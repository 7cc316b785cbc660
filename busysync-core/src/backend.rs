//! The calendar backend port.
//!
//! The engine only ever talks to calendars through [`CalendarBackend`].
//! Adapters for concrete providers live behind it; the reconciler never learns
//! which provider it is talking to.

use serde::{Deserialize, Serialize};

use crate::error::SyncResult;
use crate::event::{Event, RecurrenceKey};

/// What a backend knows about one calendar.
#[derive(Debug, Clone, PartialEq, Eq, Serialize, Deserialize)]
pub struct CalendarInfo {
    pub id: String,
    pub display_name: String,
}

/// CRUD access to calendars held by one provider.
///
/// Every operation may fail with [`SyncError::Rejected`](crate::SyncError::Rejected)
/// for provider-specific reasons. Callers must never assume atomicity across
/// several calls.
pub trait CalendarBackend {
    /// Check that the provider itself can be reached.
    fn ping(&self) -> SyncResult<()> {
        Ok(())
    }

    /// Resolve a calendar id. Fails with `NotFound` for unknown ids.
    fn calendar_info(&self, calendar_id: &str) -> SyncResult<CalendarInfo>;

    /// Every event currently in the calendar, overrides included.
    fn list(&self, calendar_id: &str) -> SyncResult<Vec<Event>>;

    /// Store a new event and return the identity and content the backend actually kept.
    ///
    /// The returned uid may differ from `event.uid`.
    fn create(&self, calendar_id: &str, event: &Event) -> SyncResult<(String, Event)>;

    /// Replace the content of an existing event and return what was stored.
    fn modify(
        &self,
        calendar_id: &str,
        uid: &str,
        recurrence_key: Option<&RecurrenceKey>,
        event: &Event,
    ) -> SyncResult<Event>;

    /// Remove an event. Fails with `NotFound` if it is already gone.
    fn delete(
        &self,
        calendar_id: &str,
        uid: &str,
        recurrence_key: Option<&RecurrenceKey>,
    ) -> SyncResult<()>;

    fn is_writable(&self, calendar_id: &str) -> SyncResult<bool>;

    /// Whether a recurring series still produces at least one occurrence.
    ///
    /// Recurrence expansion stays inside the adapter; the engine only consumes
    /// this answer.
    fn has_occurrences(&self, _event: &Event) -> bool {
        true
    }
}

Your task: Scan the listing above, and wherever a line holds the string "engine", copy that line.

Answer to this task:
//! The engine only ever talks to calendars through [`CalendarBackend`].
    /// Recurrence expansion stays inside the adapter; the engine only consumes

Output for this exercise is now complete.